*INSTRUCTIONS TO FOLLOW*: Reproduce each of the entries that follow, exactly.

Stored data:
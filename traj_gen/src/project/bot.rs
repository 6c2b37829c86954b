//! Legacy `.bot` project import
//!
//! A `.bot` file is plain text with one value per line:
//!
//! ```text
//! dt
//! velocity
//! acceleration
//! jerk
//! wheel base width
//! wheel base depth
//! fit method (CUBIC or QUINTIC)
//! x,y,angle_degrees
//! ...
//! ```
//!
//! Blank lines are ignored. The file carries no unit.

// ---------------------------------------------------------------------------
// IMPORTS
// ---------------------------------------------------------------------------

use std::{fs, path::Path};

use crate::{
    config::{DriveBase, FitMethod, KinematicConfig},
    error::ProfileError,
    path::Waypoint,
    units::Unit,
};

// ---------------------------------------------------------------------------
// CONSTANTS
// ---------------------------------------------------------------------------

/// Number of header lines before the waypoints start.
const HEADER_LINES: usize = 7;

const FIT_TOKEN_PREFIX: &str = "HERMITE_";

// ---------------------------------------------------------------------------
// PUBLIC FUNCTIONS
// ---------------------------------------------------------------------------

/// Read a `.bot` file, taking every value to be in `unit`.
pub fn read_bot(path: &Path, unit: Unit) -> Result<(KinematicConfig, Vec<Waypoint>), ProfileError> {
    let text = fs::read_to_string(path)?;
    parse_bot(&text, unit)
}

/// Parse the text of a `.bot` file.
///
/// The configuration starts from the defaults for `unit`. Scalars are taken
/// as their absolute value, and a positive wheel base depth selects a swerve
/// drive base.
pub fn parse_bot(text: &str, unit: Unit) -> Result<(KinematicConfig, Vec<Waypoint>), ProfileError> {
    let lines: Vec<&str> = text
        .lines()
        .map(str::trim)
        .filter(|l| !l.is_empty())
        .collect();

    if lines.len() < HEADER_LINES {
        return Err(ProfileError::ParseFailure(format!(
            "Expected at least {} lines in bot file, found {}",
            HEADER_LINES,
            lines.len()
        )));
    }

    let mut config = KinematicConfig::defaults(unit);
    config.dt = parse_scalar("dt", lines[0])?;
    config.max_vel = parse_scalar("velocity", lines[1])?;
    config.max_acc = parse_scalar("acceleration", lines[2])?;
    config.max_jerk = parse_scalar("jerk", lines[3])?;
    config.wheel_base_w = parse_scalar("wheel base width", lines[4])?;
    config.wheel_base_d = parse_scalar("wheel base depth", lines[5])?;

    config.fit = format!("{}{}", FIT_TOKEN_PREFIX, lines[6].to_uppercase()).parse::<FitMethod>()?;

    if config.wheel_base_d > 0.0 {
        config.drive = DriveBase::Swerve;
    }

    let waypoints = lines[HEADER_LINES..]
        .iter()
        .enumerate()
        .map(|(i, line)| parse_waypoint(i, line))
        .collect::<Result<Vec<_>, _>>()?;

    Ok((config, waypoints))
}

// ---------------------------------------------------------------------------
// PRIVATE FUNCTIONS
// ---------------------------------------------------------------------------

fn parse_scalar(name: &str, text: &str) -> Result<f64, ProfileError> {
    text.parse::<f64>().map(f64::abs).map_err(|e| {
        ProfileError::InvalidArgument(format!("Bot file {} \"{}\" is not a number: {}", name, text, e))
    })
}

/// Parse an `x,y,angle_degrees` line.
fn parse_waypoint(index: usize, line: &str) -> Result<Waypoint, ProfileError> {
    let fields: Vec<&str> = line.split(',').map(str::trim).collect();

    if fields.len() != 3 {
        return Err(ProfileError::ParseFailure(format!(
            "Bot file waypoint {} should have 3 fields, found {}",
            index,
            fields.len()
        )));
    }

    let mut values = [0f64; 3];
    for (value, field) in values.iter_mut().zip(fields.iter()) {
        *value = field.parse().map_err(|e| {
            ProfileError::InvalidArgument(format!(
                "Bot file waypoint {} field \"{}\" is not a number: {}",
                index, field, e
            ))
        })?;
    }

    Ok(Waypoint::new(values[0], values[1], values[2].to_radians()))
}

#[cfg(test)]
mod test {
    use super::*;
    use crate::ProfileModel;
    use approx::assert_abs_diff_eq;
    use std::f64::consts::FRAC_PI_2;

    const STRAIGHT: &str = "0.05\n4\n3\n60\n2\n0\nCUBIC\n0,0,0\n10,0,0\n";

    #[test]
    fn test_parse_straight() {
        let (config, waypoints) = parse_bot(STRAIGHT, Unit::Feet).unwrap();

        assert_eq!(config.dt, 0.05);
        assert_eq!(config.max_vel, 4.0);
        assert_eq!(config.max_acc, 3.0);
        assert_eq!(config.max_jerk, 60.0);
        assert_eq!(config.wheel_base_w, 2.0);
        assert_eq!(config.fit, FitMethod::Cubic);
        assert_eq!(config.drive, DriveBase::Tank);
        assert_eq!(config.unit, Unit::Feet);

        assert_eq!(
            waypoints,
            vec![Waypoint::new(0.0, 0.0, 0.0), Waypoint::new(10.0, 0.0, 0.0)]
        );
    }

    #[test]
    fn test_parse_swerve_quintic() {
        let text = "\n0.02\n-48\n36\n720\n20\n24\n quintic \n\n0, 0, 90\n100,50,-45\n";
        let (config, waypoints) = parse_bot(text, Unit::Inches).unwrap();

        assert_eq!(config.max_vel, 48.0);
        assert_eq!(config.fit, FitMethod::Quintic);
        assert_eq!(config.drive, DriveBase::Swerve);
        assert_eq!(config.unit, Unit::Inches);

        assert_eq!(waypoints.len(), 2);
        assert_abs_diff_eq!(waypoints[0].angle_rad, FRAC_PI_2, epsilon = 1e-12);
        assert_abs_diff_eq!(waypoints[1].angle_rad, -FRAC_PI_2 / 2.0, epsilon = 1e-12);
    }

    #[test]
    fn test_parse_errors() {
        assert!(matches!(
            parse_bot("0.05\n4\n3\n", Unit::Feet),
            Err(ProfileError::ParseFailure(_))
        ));
        assert!(matches!(
            parse_bot(&STRAIGHT.replace("60", "sixty"), Unit::Feet),
            Err(ProfileError::InvalidArgument(_))
        ));
        assert!(matches!(
            parse_bot(&STRAIGHT.replace("CUBIC", "BEZIER"), Unit::Feet),
            Err(ProfileError::InvalidArgument(_))
        ));
        assert!(matches!(
            parse_bot(&STRAIGHT.replace("10,0,0", "10,0"), Unit::Feet),
            Err(ProfileError::ParseFailure(_))
        ));
        assert!(matches!(
            parse_bot(&STRAIGHT.replace("10,0,0", "10,x,0"), Unit::Feet),
            Err(ProfileError::InvalidArgument(_))
        ));
    }

    #[test]
    fn test_import_into_model() {
        let path = std::env::temp_dir().join(format!("traj_gen_import_{}.bot", std::process::id()));
        fs::write(&path, STRAIGHT).unwrap();

        let mut model = ProfileModel::new(Unit::Meters);
        model.set_sample_count(crate::path::SAMPLES_LOW);
        model.add_waypoint(Waypoint::new(5.0, 5.0, 0.0));
        model.save_project_as(path.with_extension("xml")).unwrap();

        model.import_bot_file(&path, Unit::Feet).unwrap();

        assert!(!model.has_working_project());
        assert_eq!(model.num_waypoints(), 2);
        assert_eq!(model.config().unit, Unit::Feet);
        assert_eq!(model.config().drive, DriveBase::Tank);

        let source = model.source_trajectory().unwrap().unwrap();
        assert_abs_diff_eq!(source.last().unwrap().position, 10.0, epsilon = 1e-3);
        let left = model.front_left().unwrap().unwrap();
        assert_abs_diff_eq!(left.first().unwrap().y, 1.0, epsilon = 1e-12);

        fs::remove_file(&path).unwrap();
        fs::remove_file(path.with_extension("xml")).unwrap();
    }
}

*TASK OUTPUT*:
filename traj_gen/src/project/bot.rs
repository 6c2b37829c86954b
//! Legacy `.bot` project import
//!
//! A `.bot` file is plain text with one value per line:
//!
//! ```text
//! dt
//! velocity
//! acceleration
//! jerk
//! wheel base width
//! wheel base depth
//! fit method (CUBIC or QUINTIC)
//! x,y,angle_degrees
//! ...
//! ```
//!
//! Blank lines are ignored. The file carries no unit.

// ---------------------------------------------------------------------------
// IMPORTS
// ---------------------------------------------------------------------------

use std::{fs, path::Path};

use crate::{
    config::{DriveBase, FitMethod, KinematicConfig},
    error::ProfileError,
    path::Waypoint,
    units::Unit,
};

// ---------------------------------------------------------------------------
// CONSTANTS
// ---------------------------------------------------------------------------

/// Number of header lines before the waypoints start.
const HEADER_LINES: usize = 7;

const FIT_TOKEN_PREFIX: &str = "HERMITE_";

// ---------------------------------------------------------------------------
// PUBLIC FUNCTIONS
// ---------------------------------------------------------------------------

/// Read a `.bot` file, taking every value to be in `unit`.
pub fn read_bot(path: &Path, unit: Unit) -> Result<(KinematicConfig, Vec<Waypoint>), ProfileError> {
    let text = fs::read_to_string(path)?;
    parse_bot(&text, unit)
}

/// Parse the text of a `.bot` file.
///
/// The configuration starts from the defaults for `unit`. Scalars are taken
/// as their absolute value, and a positive wheel base depth selects a swerve
/// drive base.
pub fn parse_bot(text: &str, unit: Unit) -> Result<(KinematicConfig, Vec<Waypoint>), ProfileError> {
    let lines: Vec<&str> = text
        .lines()
        .map(str::trim)
        .filter(|l| !l.is_empty())
        .collect();

    if lines.len() < HEADER_LINES {
        return Err(ProfileError::ParseFailure(format!(
            "Expected at least {} lines in bot file, found {}",
            HEADER_LINES,
            lines.len()
        )));
    }

    let mut config = KinematicConfig::defaults(unit);
    config.dt = parse_scalar("dt", lines[0])?;
    config.max_vel = parse_scalar("velocity", lines[1])?;
    config.max_acc = parse_scalar("acceleration", lines[2])?;
    config.max_jerk = parse_scalar("jerk", lines[3])?;
    config.wheel_base_w = parse_scalar("wheel base width", lines[4])?;
    config.wheel_base_d = parse_scalar("wheel base depth", lines[5])?;

    config.fit = format!("{}{}", FIT_TOKEN_PREFIX, lines[6].to_uppercase()).parse::<FitMethod>()?;

    if config.wheel_base_d > 0.0 {
        config.drive = DriveBase::Swerve;
    }

    let waypoints = lines[HEADER_LINES..]
        .iter()
        .enumerate()
        .map(|(i, line)| parse_waypoint(i, line))
        .collect::<Result<Vec<_>, _>>()?;

    Ok((config, waypoints))
}

// ---------------------------------------------------------------------------
// PRIVATE FUNCTIONS
// ---------------------------------------------------------------------------

fn parse_scalar(name: &str, text: &str) -> Result<f64, ProfileError> {
    text.parse::<f64>().map(f64::abs).map_err(|e| {
        ProfileError::InvalidArgument(format!("Bot file {} \"{}\" is not a number: {}", name, text, e))
    })
}

/// Parse an `x,y,angle_degrees` line.
fn parse_waypoint(index: usize, line: &str) -> Result<Waypoint, ProfileError> {
    let fields: Vec<&str> = line.split(',').map(str::trim).collect();

    if fields.len() != 3 {
        return Err(ProfileError::ParseFailure(format!(
            "Bot file waypoint {} should have 3 fields, found {}",
            index,
            fields.len()
        )));
    }

    let mut values = [0f64; 3];
    for (value, field) in values.iter_mut().zip(fields.iter()) {
        *value = field.parse().map_err(|e| {
            ProfileError::InvalidArgument(format!(
                "Bot file waypoint {} field \"{}\" is not a number: {}",
                index, field, e
            ))
        })?;
    }

    Ok(Waypoint::new(values[0], values[1], values[2].to_radians()))
}

#[cfg(test)]
mod test {
    use super::*;
    use crate::ProfileModel;
    use approx::assert_abs_diff_eq;
    use std::f64::consts::FRAC_PI_2;

    const STRAIGHT: &str = "0.05\n4\n3\n60\n2\n0\nCUBIC\n0,0,0\n10,0,0\n";

    #[test]
    fn test_parse_straight() {
        let (config, waypoints) = parse_bot(STRAIGHT, Unit::Feet).unwrap();

        assert_eq!(config.dt, 0.05);
        assert_eq!(config.max_vel, 4.0);
        assert_eq!(config.max_acc, 3.0);
        assert_eq!(config.max_jerk, 60.0);
        assert_eq!(config.wheel_base_w, 2.0);
        assert_eq!(config.fit, FitMethod::Cubic);
        assert_eq!(config.drive, DriveBase::Tank);
        assert_eq!(config.unit, Unit::Feet);

        assert_eq!(
            waypoints,
            vec![Waypoint::new(0.0, 0.0, 0.0), Waypoint::new(10.0, 0.0, 0.0)]
        );
    }

    #[test]
    fn test_parse_swerve_quintic() {
        let text = "\n0.02\n-48\n36\n720\n20\n24\n quintic \n\n0, 0, 90\n100,50,-45\n";
        let (config, waypoints) = parse_bot(text, Unit::Inches).unwrap();

        assert_eq!(config.max_vel, 48.0);
        assert_eq!(config.fit, FitMethod::Quintic);
        assert_eq!(config.drive, DriveBase::Swerve);
        assert_eq!(config.unit, Unit::Inches);

        assert_eq!(waypoints.len(), 2);
        assert_abs_diff_eq!(waypoints[0].angle_rad, FRAC_PI_2, epsilon = 1e-12);
        assert_abs_diff_eq!(waypoints[1].angle_rad, -FRAC_PI_2 / 2.0, epsilon = 1e-12);
    }

    #[test]
    fn test_parse_errors() {
        assert!(matches!(
            parse_bot("0.05\n4\n3\n", Unit::Feet),
            Err(ProfileError::ParseFailure(_))
        ));
        assert!(matches!(
            parse_bot(&STRAIGHT.replace("60", "sixty"), Unit::Feet),
            Err(ProfileError::InvalidArgument(_))
        ));
        assert!(matches!(
            parse_bot(&STRAIGHT.replace("CUBIC", "BEZIER"), Unit::Feet),
            Err(ProfileError::InvalidArgument(_))
        ));
        assert!(matches!(
            parse_bot(&STRAIGHT.replace("10,0,0", "10,0"), Unit::Feet),
            Err(ProfileError::ParseFailure(_))
        ));
        assert!(matches!(
            parse_bot(&STRAIGHT.replace("10,0,0", "10,x,0"), Unit::Feet),
            Err(ProfileError::InvalidArgument(_))
        ));
    }

    #[test]
    fn test_import_into_model() {
        let path = std::env::temp_dir().join(format!("traj_gen_import_{}.bot", std::process::id()));
        fs::write(&path, STRAIGHT).unwrap();

        let mut model = ProfileModel::new(Unit::Meters);
        model.set_sample_count(crate::path::SAMPLES_LOW);
        model.add_waypoint(Waypoint::new(5.0, 5.0, 0.0));
        model.save_project_as(path.with_extension("xml")).unwrap();

        model.import_bot_file(&path, Unit::Feet).unwrap();

        assert!(!model.has_working_project());
        assert_eq!(model.num_waypoints(), 2);
        assert_eq!(model.config().unit, Unit::Feet);
        assert_eq!(model.config().drive, DriveBase::Tank);

        let source = model.source_trajectory().unwrap().unwrap();
        assert_abs_diff_eq!(source.last().unwrap().position, 10.0, epsilon = 1e-3);
        let left = model.front_left().unwrap().unwrap();
        assert_abs_diff_eq!(left.first().unwrap().y, 1.0, epsilon = 1e-12);

        fs::remove_file(&path).unwrap();
        fs::remove_file(path.with_extension("xml")).unwrap();
    }
}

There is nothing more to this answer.